• **Exercise**
Filter the entries below, keeping only lines with "format".

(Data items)

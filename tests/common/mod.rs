//! Common test utilities and helpers

#![allow(dead_code)] // Test utilities may not all be used in every test file

pub mod builders;

use parking_lot::Mutex;
use std::sync::Arc;
use std::time::{Duration, Instant};
use trackflow::dataflow::{Network, PortOwner, PushConsumer, PushSupplier};
use trackflow::measurement::{Measurement, Payload, Timestamp};

pub type Collected<T> = Arc<Mutex<Vec<Measurement<T>>>>;

/// How long asynchronous tests wait for events to arrive
pub fn test_timeout() -> Duration {
    Duration::from_secs(5)
}

/// Assert two floats are approximately equal
pub fn assert_float_eq(a: f64, b: f64, epsilon: f64) {
    assert!(
        (a - b).abs() < epsilon,
        "Expected {} to be approximately equal to {} (epsilon: {})",
        a,
        b,
        epsilon
    );
}

/// Poll `condition` until it holds or the test timeout passes.
pub fn wait_for(condition: impl Fn() -> bool) -> bool {
    let deadline = Instant::now() + test_timeout();
    while Instant::now() < deadline {
        if condition() {
            return true;
        }
        std::thread::sleep(Duration::from_millis(5));
    }
    condition()
}

pub fn at<T>(ms: u64, value: T) -> Measurement<T> {
    Measurement::new(Timestamp::from_millis(ms), value)
}

/// Supplier pushing into the push input `port` of a built network.
pub fn feed<T: Payload>(network: &Network, component: &str, port: &str) -> PushSupplier<T> {
    let supplier = PushSupplier::new(
        format!("to_{component}_{port}"),
        PortOwner::detached("test"),
        network.queue().clone(),
    );
    let consumer: PushConsumer<T> = network.port(component, port).unwrap();
    supplier.connect(&consumer).unwrap();
    supplier
}

/// Everything pushed on the output `port` of a built network.
pub fn collect<T: Payload>(network: &Network, component: &str, port: &str) -> Collected<T> {
    let seen = Arc::new(Mutex::new(Vec::new()));
    let s = seen.clone();
    let consumer = PushConsumer::new(
        format!("from_{component}_{port}"),
        PortOwner::detached("test"),
        move |m| {
            s.lock().push(m);
            Ok(())
        },
    );
    let supplier: PushSupplier<T> = network.port(component, port).unwrap();
    supplier.connect(&consumer).unwrap();
    seen
}

pub fn values<T: Clone>(seen: &Collected<T>) -> Vec<T> {
    seen.lock().iter().map(|m| m.value().unwrap().clone()).collect()
}

pub fn times<T>(seen: &Collected<T>) -> Vec<u64> {
    seen.lock().iter().map(|m| m.time().as_millis()).collect()
}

• **Answer box**
        format!("to_{component}_{port}"),
        format!("from_{component}_{port}"),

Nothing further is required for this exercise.